Micro Finance Institutions (MFIs)
- Microfinance Institutions, also known as MFIs, are businesses that provide financial services to low-income people.
- Typically, they operate in rural areas and among low-income people in urban areas, spreading small loans.
- MFIs offer much-needed assistance to the economically disadvantaged, who would otherwise be at the mercy of high interest rates and the local moneylender.
- The model began as a mechanism for poverty alleviation, focusing on the economic and social upliftment of marginalised groups by lending small sums of money to women for income-generating activities without any collateral.
- Some MFIs that meet certain requirements and are non-deposit taking entities are regulated and supervised by the RBI as Non-Banking Financial Companies (NBFCs). NBFC MFI refers to these “Last Mile Financiers.”

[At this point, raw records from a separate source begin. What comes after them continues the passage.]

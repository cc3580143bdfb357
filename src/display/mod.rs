//! Display formatting for terminal output
//!
//! Formats catalogue data and wizard screens as plain text: `tabled` tables
//! for listings, hand-laid detail views for single records.

pub mod color;
pub mod component;
pub mod listing;
pub mod preview;
pub mod wizard;

pub use color::{format_color_families, format_color_family, format_color_token};
pub use component::{format_category_counts, format_component_page, format_component_table};
pub use listing::{format_pattern_details, format_pattern_list, format_template_groups};
pub use preview::format_preview;
pub use wizard::{action_label, format_step_indicator, format_wizard_screen};
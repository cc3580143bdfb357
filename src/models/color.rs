//! Colour token model
//!
//! Each colour family has an eleven-step scale from 50 (lightest) to 950
//! (darkest). Tokens are named `<family-slug>-<step>`, e.g. `dogwood-500`.

use serde::{Deserialize, Serialize};
use std::fmt;

/// A step on the 50..950 scale
#[derive(Debug, Clone, Copy, PartialEq, Eq, PartialOrd, Ord, Hash, Serialize, Deserialize)]
#[serde(try_from = "u16", into = "u16")]
pub struct Shade(u16);

impl Shade {
    /// All valid steps, lightest first
    pub const STEPS: [u16; 11] = [50, 100, 200, 300, 400, 500, 600, 700, 800, 900, 950];

    /// Create a shade if `step` is on the scale
    pub fn new(step: u16) -> Option<Self> {
        Self::STEPS.contains(&step).then_some(Self(step))
    }

    pub fn step(&self) -> u16 {
        self.0
    }

    /// Position of this shade on the scale (0 = 50)
    pub fn index(&self) -> usize {
        Self::STEPS.iter().position(|s| *s == self.0).unwrap_or(0)
    }
}

impl TryFrom<u16> for Shade {
    type Error = String;

    fn try_from(value: u16) -> Result<Self, Self::Error> {
        Shade::new(value).ok_or_else(|| format!("{} is not a shade step", value))
    }
}

impl From<Shade> for u16 {
    fn from(shade: Shade) -> Self {
        shade.0
    }
}

impl fmt::Display for Shade {
    fn fmt(&self, f: &mut fmt::Formatter<'_>) -> fmt::Result {
        write!(f, "{}", self.0)
    }
}

/// The eleven hex values of a family, lightest first
#[derive(Debug, Clone, PartialEq, Eq, Serialize, Deserialize)]
#[serde(transparent)]
pub struct ColorScale(Vec<String>);

impl ColorScale {
    /// Build a scale from exactly eleven hex values
    pub fn from_hex(values: [&str; 11]) -> Self {
        Self(values.iter().map(|v| v.to_string()).collect())
    }

    /// Hex value at a shade
    pub fn get(&self, shade: Shade) -> Option<&str> {
        self.0.get(shade.index()).map(String::as_str)
    }

    /// Iterate `(shade, hex)` pairs, lightest first
    pub fn iter(&self) -> impl Iterator<Item = (Shade, &str)> {
        Shade::STEPS
            .iter()
            .zip(self.0.iter())
            .map(|(step, hex)| (Shade(*step), hex.as_str()))
    }

    pub fn len(&self) -> usize {
        self.0.len()
    }

    pub fn is_empty(&self) -> bool {
        self.0.is_empty()
    }
}

/// A named colour family
#[derive(Debug, Clone, PartialEq, Eq, Serialize, Deserialize)]
pub struct ColorFamily {
    pub name: String,
    pub description: String,
    pub inspiration: String,
    pub scale: ColorScale,
}

impl ColorFamily {
    pub fn new(
        name: impl Into<String>,
        description: impl Into<String>,
        inspiration: impl Into<String>,
        scale: ColorScale,
    ) -> Self {
        Self {
            name: name.into(),
            description: description.into(),
            inspiration: inspiration.into(),
            scale,
        }
    }

    /// Token prefix, e.g. "blue-ridge"
    pub fn slug(&self) -> String {
        self.name.to_lowercase().replace(' ', "-")
    }

    /// CSS custom property name for a shade, e.g. `--blue-ridge-900`
    pub fn token(&self, shade: Shade) -> String {
        format!("--{}-{}", self.slug(), shade)
    }
}
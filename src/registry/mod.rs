//! Static catalogue data
//!
//! The registry is an immutable set of tables: the component index, the
//! documentation entries keyed by slug, the pattern and template listings and
//! the colour families. The built-in registry is constructed once per process
//! and shared read-only.

pub mod colors;
pub mod components;
pub mod entries;
pub mod patterns;
pub mod templates;

pub use colors::builtin_colors;
pub use components::builtin_components;
pub use entries::builtin_entries;
pub use patterns::builtin_patterns;
pub use templates::builtin_templates;

use std::collections::{HashMap, HashSet};
use std::sync::OnceLock;

use crate::error::{DogwoodError, DogwoodResult};
use crate::models::{CatalogueEntry, ColorFamily, ComponentMeta, PatternMeta, TemplateMeta};

static BUILTIN: OnceLock<Registry> = OnceLock::new();

/// All catalogue tables
#[derive(Debug, Clone)]
pub struct Registry {
    components: Vec<ComponentMeta>,
    entries: HashMap<String, CatalogueEntry>,
    patterns: Vec<PatternMeta>,
    templates: Vec<TemplateMeta>,
    colors: Vec<ColorFamily>,
}

impl Registry {
    /// Build a registry from its tables, validating keys
    ///
    /// Every component record must be valid and have a unique slug, every
    /// entry must belong to a known component, and pattern slugs and colour
    /// family names must be unique.
    pub fn new(
        components: Vec<ComponentMeta>,
        entries: HashMap<String, CatalogueEntry>,
        patterns: Vec<PatternMeta>,
        templates: Vec<TemplateMeta>,
        colors: Vec<ColorFamily>,
    ) -> DogwoodResult<Self> {
        let mut slugs = HashSet::new();
        for component in &components {
            component
                .validate()
                .map_err(|e| DogwoodError::Validation(e.to_string()))?;

            if !slugs.insert(component.slug.as_str()) {
                return Err(DogwoodError::Duplicate {
                    entity_type: "Component",
                    identifier: component.slug.clone(),
                });
            }
        }

        if let Some(orphan) = entries.keys().find(|slug| !slugs.contains(slug.as_str())) {
            return Err(DogwoodError::Validation(format!(
                "Catalogue entry '{}' has no matching component",
                orphan
            )));
        }

        let mut pattern_slugs = HashSet::new();
        for pattern in &patterns {
            if !pattern_slugs.insert(pattern.slug.as_str()) {
                return Err(DogwoodError::Duplicate {
                    entity_type: "Pattern",
                    identifier: pattern.slug.clone(),
                });
            }
        }

        let mut families = HashSet::new();
        for family in &colors {
            if !families.insert(family.slug()) {
                return Err(DogwoodError::Duplicate {
                    entity_type: "Color family",
                    identifier: family.name.clone(),
                });
            }
        }

        Ok(Self {
            components,
            entries,
            patterns,
            templates,
            colors,
        })
    }

    /// The built-in Dogwood registry
    pub fn builtin() -> &'static Registry {
        BUILTIN.get_or_init(|| Registry {
            components: builtin_components(),
            entries: builtin_entries(),
            patterns: builtin_patterns(),
            templates: builtin_templates(),
            colors: builtin_colors(),
        })
    }

    pub fn components(&self) -> &[ComponentMeta] {
        &self.components
    }

    /// Documentation entry for a slug, if one exists
    pub fn entry(&self, slug: &str) -> Option<&CatalogueEntry> {
        self.entries.get(slug)
    }

    pub fn entries(&self) -> &HashMap<String, CatalogueEntry> {
        &self.entries
    }

    pub fn patterns(&self) -> &[PatternMeta] {
        &self.patterns
    }

    pub fn templates(&self) -> &[TemplateMeta] {
        &self.templates
    }

    pub fn colors(&self) -> &[ColorFamily] {
        &self.colors
    }
}

#[cfg(test)]
mod tests {
    use super::*;
    use crate::models::{ComponentCategory, ComponentStatus, Tier};

    fn meta(slug: &str) -> ComponentMeta {
        ComponentMeta::new(
            "Thing",
            slug,
            "A thing",
            ComponentCategory::Form,
            Tier::One,
            ComponentStatus::Stable,
        )
    }

    #[test]
    fn test_builtin_tables_validate() {
        let registry = Registry::new(
            builtin_components(),
            builtin_entries(),
            builtin_patterns(),
            builtin_templates(),
            builtin_colors(),
        );
        assert!(registry.is_ok());
    }

    #[test]
    fn test_builtin_is_shared() {
        let a = Registry::builtin() as *const Registry;
        let b = Registry::builtin() as *const Registry;
        assert_eq!(a, b);
        assert_eq!(Registry::builtin().components().len(), 18);
    }

    #[test]
    fn test_duplicate_slug_rejected() {
        let err = Registry::new(
            vec![meta("button"), meta("button")],
            HashMap::new(),
            Vec::new(),
            Vec::new(),
            Vec::new(),
        )
        .unwrap_err();

        assert!(matches!(err, DogwoodError::Duplicate { .. }));
    }

    #[test]
    fn test_invalid_slug_rejected() {
        let err = Registry::new(
            vec![meta("Not A Slug")],
            HashMap::new(),
            Vec::new(),
            Vec::new(),
            Vec::new(),
        )
        .unwrap_err();

        assert!(err.is_validation());
    }

    #[test]
    fn test_orphan_entry_rejected() {
        let mut entries = builtin_entries();
        let button = entries.remove("button").unwrap();
        entries.insert("ghost-component".into(), button);

        let err = Registry::new(
            builtin_components(),
            entries,
            Vec::new(),
            Vec::new(),
            Vec::new(),
        )
        .unwrap_err();

        assert!(err.is_validation());
    }

    #[test]
    fn test_meta_without_entry_is_valid() {
        let registry = Registry::new(
            vec![meta("modal")],
            HashMap::new(),
            Vec::new(),
            Vec::new(),
            Vec::new(),
        )
        .unwrap();

        assert!(registry.entry("modal").is_none());
    }
}
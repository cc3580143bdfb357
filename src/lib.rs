//! Dogwood - terminal catalogue for a government design system
//!
//! This library holds the catalogue data and the logic behind the `dogwood`
//! command: component lookups and filters, pattern, template and colour
//! listings, and the benefit application wizard state machine.
//!
//! # Architecture
//!
//! The crate is organized into the following modules:
//!
//! - `config`: Configuration and path management
//! - `error`: Custom error types
//! - `models`: Catalogue records and the wizard step model
//! - `registry`: The built-in catalogue tables
//! - `services`: Lookups, filters and the wizard controller
//! - `audit`: Audit log of wizard sessions
//! - `display`: Plain-text formatting for terminal output
//! - `export`: JSON, YAML and CSV export and import
//! - `cli`: Command handlers
//! - `tui`: Interactive terminal interface
//!
//! # Example
//!
//! ```rust
//! use dogwood::models::{BenefitStep, WizardAction};
//! use dogwood::services::{ComponentCatalogue, WizardController};
//!
//! let catalogue = ComponentCatalogue::builtin();
//! assert!(catalogue.get_entry("button").is_some());
//!
//! let mut wizard: WizardController = WizardController::new();
//! wizard.apply(WizardAction::Next);
//! assert_eq!(wizard.current(), BenefitStep::Household);
//! ```

pub mod audit;
pub mod cli;
pub mod config;
pub mod display;
pub mod error;
pub mod export;
pub mod models;
pub mod registry;
pub mod services;
pub mod tui;

pub use error::DogwoodError;
//! Status bar view
//!
//! Shows the active filter or wizard step, the last status message, and
//! key hints for the active view.

use ratatui::{
    layout::Rect,
    style::{Color, Style},
    text::{Line, Span},
    widgets::Paragraph,
    Frame,
};

use crate::tui::app::{ActiveView, App};

/// Render the status bar
pub fn render(frame: &mut Frame, app: &mut App, area: Rect) {
    let mut spans = vec![];

    let context = match app.active_view {
        ActiveView::Catalogue => {
            let category = app
                .category_filter
                .map(|c| c.to_string())
                .unwrap_or_else(|| "All".to_string());
            format!(" {} ({}) ", category, app.visible_components().len())
        }
        ActiveView::Wizard => {
            let wizard = app.wizard.controller();
            format!(" Step {}/{} ", wizard.current_step(), wizard.total_steps())
        }
    };
    spans.push(Span::styled(context, Style::default().fg(Color::Cyan)));

    if let Some(ref message) = app.status_message {
        spans.push(Span::raw("│ "));
        spans.push(Span::styled(
            message.clone(),
            Style::default().fg(Color::Yellow),
        ));
    }

    let hints = match app.active_view {
        ActiveView::Catalogue => " j/k:Move  c:Category  J/K:Scroll  Tab:Wizard  q:Quit ",
        ActiveView::Wizard => {
            " n:Next  b:Back  1-3:Edit  s:Submit  r:Restart  Tab:Catalogue  q:Quit "
        }
    };

    let left_len: usize = spans.iter().map(|s| s.content.chars().count()).sum();
    let padding_len = (area.width as usize)
        .saturating_sub(left_len)
        .saturating_sub(hints.len());
    spans.push(Span::raw(" ".repeat(padding_len.max(1))));
    spans.push(Span::styled(hints, Style::default().fg(Color::White)));

    frame.render_widget(Paragraph::new(Line::from(spans)), area);
}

- The aim of bringing them under the RBI’s jurisdiction was to make these NBFC MFIs more healthy and accountable.
Digitalization and the MFI Sector’s Expansion
- Several improvements to the sector’s operating model have been implemented over time, including digital interventions in the lending value chain.
- Digital technologies have been embraced by MFIs to remove redundancies, allow fast customer onboarding, loan disbursements, and even cashless collections.
- MFIs have been able to use digital technology to not only reach a larger number of clients and therefore expand at a faster rate, but also to do so more efficiently by streamlining processes and shortening turnaround times.
Challenges associated with MFI
- MFIs’ Social Objective Has Been Overlooked: In their pursuit of development and profitability, MFIs’ social objective—to better the lives of society’s marginalized—seems to have been steadily eroding.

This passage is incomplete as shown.